- THE TASK -
In the records that follow, show each line where the word "crate" is present.

Collected data:
========================================================================

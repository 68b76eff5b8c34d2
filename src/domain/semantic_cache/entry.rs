//! Cache entry type

use std::time::Duration;

use chrono::{DateTime, Utc};
use serde::{Deserialize, Serialize};
use uuid::Uuid;

use crate::domain::fingerprint::Fingerprint;
use crate::domain::generation::GenerationResult;

/// A stored prompt with the results generated for it
///
/// Entries are immutable once built and are written to a store as one unit.
#[derive(Debug, Clone, PartialEq, Serialize, Deserialize)]
pub struct CacheEntry {
    id: String,
    prompt: String,
    fingerprint: Fingerprint,
    embedding: Vec<f32>,
    results: Vec<GenerationResult>,
    created_at: DateTime<Utc>,
}

impl CacheEntry {
    /// Create a new entry stamped with a fresh id and the current time
    pub fn new(
        prompt: impl Into<String>,
        fingerprint: Fingerprint,
        embedding: Vec<f32>,
        results: Vec<GenerationResult>,
    ) -> Self {
        Self {
            id: Uuid::new_v4().to_string(),
            prompt: prompt.into(),
            fingerprint,
            embedding,
            results,
            created_at: Utc::now(),
        }
    }

    pub fn id(&self) -> &str {
        &self.id
    }

    pub fn prompt(&self) -> &str {
        &self.prompt
    }

    pub fn fingerprint(&self) -> &Fingerprint {
        &self.fingerprint
    }

    pub fn embedding(&self) -> &[f32] {
        &self.embedding
    }

    pub fn results(&self) -> &[GenerationResult] {
        &self.results
    }

    pub fn created_at(&self) -> DateTime<Utc> {
        self.created_at
    }

    pub fn into_results(self) -> Vec<GenerationResult> {
        self.results
    }

    /// Check whether the entry has outlived a TTL
    pub fn is_expired(&self, ttl: Duration) -> bool {
        match chrono::Duration::from_std(ttl) {
            Ok(ttl) => Utc::now() >= self.created_at + ttl,
            Err(_) => false,
        }
    }
}

#[cfg(test)]
mod tests {
    use super::*;

    fn sample_entry() -> CacheEntry {
        CacheEntry::new(
            "How much is to call mars?",
            Fingerprint::new("fp"),
            vec![0.1, 0.2, 0.3],
            vec![GenerationResult::stop("$1,000 USD per minute.")],
        )
    }

    #[test]
    fn test_entry_creation() {
        let entry = sample_entry();

        assert!(!entry.id().is_empty());
        assert_eq!(entry.prompt(), "How much is to call mars?");
        assert_eq!(entry.fingerprint().as_str(), "fp");
        assert_eq!(entry.embedding(), &[0.1, 0.2, 0.3]);
        assert_eq!(entry.results().len(), 1);
    }

    #[test]
    fn test_entries_get_distinct_ids() {
        assert_ne!(sample_entry().id(), sample_entry().id());
    }

    #[test]
    fn test_expiry() {
        let mut entry = sample_entry();

        assert!(!entry.is_expired(Duration::from_secs(3600)));

        entry.created_at = Utc::now() - chrono::Duration::seconds(10);
        assert!(entry.is_expired(Duration::from_secs(5)));
    }

    #[test]
    fn test_entry_survives_json() {
        let entry = sample_entry();

        let json = serde_json::to_string(&entry).unwrap();
        let parsed: CacheEntry = serde_json::from_str(&json).unwrap();

        assert_eq!(parsed, entry);
    }
}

========================================================================

- SOLUTION FOR THIS EXERCISE -
use crate::domain::fingerprint::Fingerprint;
use crate::domain::generation::GenerationResult;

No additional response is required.